A new protocol for a new wavelength

Next week will see the formal launch of the Weightless radio protocol, designed for use in the soon-to-be-available white space frequencies. But can a protocol without weight really do it all?

Next Friday (30 September), all the major companies in the UK white space business will be gathered in Cambridge to talk about which protocol should fill the airwaves where television isn't. Alongside the traditional options there's a new contender – Weightless – being proposed as a machine-to-machine standard that could equally fulfil other white space roles.

Despite the constant comparisons to Wi-Fi – encouraged by Google, Microsoft et al – and despite the fact that the FCC keeps calling it "Super Wi-Fi", white space is only similar to Wi-Fi in the manner that the M1 bears a striking resemblance to the Highway Code: that is to say, not at all.

White space is a geographically limited radio band, in which one will be permitted to transmit any radio signal one chooses (subject to power and antenna limits). Devices have to check with an online database to see what frequencies are available locally, but once cleared they are free to interfere with each other as they wish.

For that reason many devices will incorporate sensing technology to avoid other users, just as the most-modern Wi-Fi routers will find the least cluttered channel in which to operate. But that's a lot easier if the majority of users have settled on a single communications standard, as the Wi-Fi band (2.4GHz) has done – but in white space the options are still very open.

Which is what next week's meeting is all about, with the world's first manufacturer of white space kit, Neul, proposing a Special Interest Group be created to endorse its "Weightless" standard for white space communications.

The standard was developed for machine-to-machine communications, and Neul has made noises about building (or helping to build) a national network connecting up electricity meters, cars, and anything else which requires low-power connectivity, but the company reckons the standard can cope with high-speed internet access too (ramping up to 16Mb/sec in tests).

With so much hanging on the standard, and British companies leading the way, we thought it was worth taking a closer look at the wireless standard which, if adopted, could be cheap to buy and free to use within the next year or two.

The weighty matter of Weightless

Weightless operates in an 8MHz-wide channel, to fit into the slots used for broadcast TV (and will thus have to squeeze into 6MHz if used across the pond where TV is smaller).
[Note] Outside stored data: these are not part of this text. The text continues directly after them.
//! # TitleBar Component
//!
//! Header line over the story: whose story it is, which item is showing,
//! and a status message.
//!
//! ## Responsibilities
//!
//! - Display the story subject ("Me", a contact's name)
//! - Display the position as `current/total` (1-based)
//! - Display status messages (e.g., "Paused", "End of story")
//!
//! ## Design Decisions
//!
//! ### Stateless Component
//!
//! TitleBar is purely presentational. It receives all data as props and has
//! no internal state:
//!
//! ```rust,ignore
//! let mut title_bar = TitleBar::new("Me".to_string(), 0, 3, "Paused".to_string());
//! title_bar.render(frame, area);
//! ```
//!
//! ## Conditional Formatting
//!
//! 1. **Status message**: `"Me  1/3 | Paused"`
//! 2. **Default**: `"Me  1/3"`

use crate::tui::component::Component;
use ratatui::Frame;
use ratatui::layout::Rect;
use ratatui::style::{Color, Modifier, Style};
use ratatui::text::{Line, Span};

/// Header line showing subject, position, and status.
pub struct TitleBar {
    /// Whose story this is
    pub subject: String,
    /// Zero-based index of the item on screen
    pub current: usize,
    /// Number of items in the story
    pub total: usize,
    /// Status message (e.g., "Paused")
    pub status_message: String,
}

impl TitleBar {
    pub fn new(subject: String, current: usize, total: usize, status_message: String) -> Self {
        Self {
            subject,
            current,
            total,
            status_message,
        }
    }

    fn position_text(&self) -> String {
        format!("{}/{}", self.current + 1, self.total)
    }
}

impl Component for TitleBar {
    fn render(&mut self, frame: &mut Frame, area: Rect) {
        let mut spans = vec![
            Span::styled(
                self.subject.clone(),
                Style::default().fg(Color::White).add_modifier(Modifier::BOLD),
            ),
            Span::raw("  "),
            Span::styled(self.position_text(), Style::default().fg(Color::DarkGray)),
        ];
        if !self.status_message.is_empty() {
            spans.push(Span::styled(" | ", Style::default().fg(Color::DarkGray)));
            spans.push(Span::styled(
                self.status_message.clone(),
                Style::default().fg(Color::Yellow),
            ));
        }

        frame.render_widget(Line::from(spans), area);
    }
}

#[cfg(test)]
mod tests {
    use super::*;
    use ratatui::Terminal;
    use ratatui::backend::TestBackend;

    fn render_to_text(title_bar: &mut TitleBar) -> String {
        let backend = TestBackend::new(60, 1);
        let mut terminal = Terminal::new(backend).unwrap();
        terminal
            .draw(|f| {
                title_bar.render(f, f.area());
            })
            .unwrap();
        terminal
            .backend()
            .buffer()
            .content()
            .iter()
            .map(|c| c.symbol())
            .collect::<String>()
    }

    #[test]
    fn test_title_bar_with_status_message() {
        let mut title_bar = TitleBar::new("Me".to_string(), 1, 3, "Paused".to_string());
        let text = render_to_text(&mut title_bar);
        assert!(text.contains("Me"));
        assert!(text.contains("2/3"));
        assert!(text.contains("| Paused"));
    }

    #[test]
    fn test_title_bar_default_no_status() {
        let mut title_bar = TitleBar::new("Sarah Wilson".to_string(), 0, 2, String::new());
        let text = render_to_text(&mut title_bar);
        assert!(text.contains("Sarah Wilson"));
        assert!(text.contains("1/2"));
        assert!(!text.contains('|'));
    }
}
Weightless is a Time Division Duplex (TDD) protocol, so access point and clients take turns to transmit.

When the hub device checks with the national database, it supplies a location and receives a list of 8MHz slots which aren't being used to transmit TV in that location. Weightless will hop between available slots every second or so, skipping any which turn out to be too cluttered (though periodically checking back in case they've cleared).
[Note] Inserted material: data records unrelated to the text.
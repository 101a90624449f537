//! # ProgressBar Component
//!
//! One segment per story item, side by side across the top line:
//!
//! ```text
//! ━━━━━━━━━ ━━━━━────── ──────────
//!   seen      current     pending
//! ```
//!
//! Seen segments are full, the current one fills with the clock's progress,
//! pending ones stay empty. When there are more items than the line can
//! hold at one cell each, a single bar shows progress through the story.

use ratatui::Frame;
use ratatui::layout::Rect;
use ratatui::style::{Color, Style};
use ratatui::text::{Line, Span};

use crate::tui::component::Component;

const FILLED: &str = "━";
const EMPTY: &str = "─";
const ACCENT: Color = Color::Rgb(0xff, 0x45, 0x00);
const CURRENT_TRACK: Color = Color::Rgb(0xff, 0xb1, 0x99);

pub struct ProgressBar {
    pub total: usize,
    pub current: usize,
    /// Fill of the current segment, 0.0 to 1.0.
    pub progress: f32,
}

impl ProgressBar {
    pub fn new(total: usize, current: usize, progress: f32) -> Self {
        Self {
            total,
            current,
            progress: progress.clamp(0.0, 1.0),
        }
    }

    /// Fill fraction for each segment.
    pub fn segment_fills(&self) -> Vec<f32> {
        (0..self.total)
            .map(|idx| match idx.cmp(&self.current) {
                std::cmp::Ordering::Less => 1.0,
                std::cmp::Ordering::Equal => self.progress,
                std::cmp::Ordering::Greater => 0.0,
            })
            .collect()
    }

    /// Width of each segment given the available width and one-cell gaps.
    /// Leftover cells go to the leading segments.
    pub fn segment_widths(&self, width: u16) -> Vec<u16> {
        if self.total == 0 {
            return Vec::new();
        }
        let gaps = self.total - 1;
        let usable = usize::from(width).saturating_sub(gaps);
        let base = usable / self.total;
        let extra = usable % self.total;
        // Each width is at most `width`, so it fits back into u16.
        (0..self.total)
            .map(|i| (base + usize::from(i < extra)) as u16)
            .collect()
    }

    /// True when every segment gets at least one cell.
    pub fn segments_fit(&self, width: u16) -> bool {
        self.total > 0 && self.total <= (usize::from(width) + 1) / 2
    }

    /// Fraction of the whole story played, counting the current item's fill.
    pub fn overall_progress(&self) -> f32 {
        if self.total == 0 {
            return 0.0;
        }
        ((self.current as f32 + self.progress) / self.total as f32).clamp(0.0, 1.0)
    }

    fn segment_spans(width: u16, fill: f32, is_current: bool) -> Vec<Span<'static>> {
        let filled = ((width as f32) * fill).round() as u16;
        let filled = filled.min(width);
        let track = if is_current { CURRENT_TRACK } else { Color::DarkGray };
        vec![
            Span::styled(FILLED.repeat(filled as usize), Style::default().fg(ACCENT)),
            Span::styled(
                EMPTY.repeat((width - filled) as usize),
                Style::default().fg(track),
            ),
        ]
    }
}

impl Component for ProgressBar {
    fn render(&mut self, frame: &mut Frame, area: Rect) {
        if !self.segments_fit(area.width) {
            let spans = Self::segment_spans(area.width, self.overall_progress(), true);
            frame.render_widget(Line::from(spans), area);
            return;
        }

        let widths = self.segment_widths(area.width);
        let fills = self.segment_fills();

        let mut spans = Vec::with_capacity(self.total * 3);
        for (idx, (width, fill)) in widths.into_iter().zip(fills).enumerate() {
            if idx > 0 {
                spans.push(Span::raw(" "));
            }
            spans.extend(Self::segment_spans(width, fill, idx == self.current));
        }

        frame.render_widget(Line::from(spans), area);
    }
}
Showing its M2M roots, a Weightless access point only pages connected devices every 15 minutes, so those devices only need power up the radio four times an hour. Neul reckons that running the radio for two seconds at such intervals results in power consumption roughly equal to the decay rate of an idle battery, so being connected (and idle) has no perceivable impact on battery life.

That means a single Weightless hub can run connections to hundreds devices, across a network spanning 10km or so. Those devices could easily have a battery life measured in years, and be capable of responding with megabytes of data within 15 minutes.

A device which wants to connect to the network won't want to wait that long, and neither will one with something to report. In such circumstances the client can pick up a transmitted frame, which comes every second or two, and register an interest in sending some data upstream.

The security side of Weightless has yet to be worked out, with mutual authentication being considered more important than encrypting the content. Having someone listening in to a meter reading isn't that important, having someone faking a reading is, and content can always be encrypted at a higher level (Weightless will happily carry IPv4 and IPv6 packets).

Once on the network, a device has to wait for the hub to say when it can talk, though it has the chance to request communication slots. The speed of transmission is dependent on the quality of the signal. Each frame is addressed in a basically encoded header; all other devices can switch off their radios once they know the frame isn't addressed to them, and if the receiving device is nearby (as established by the signal strength) then the rest of the frame can be tightly encoded in the knowledge that little will be lost en route.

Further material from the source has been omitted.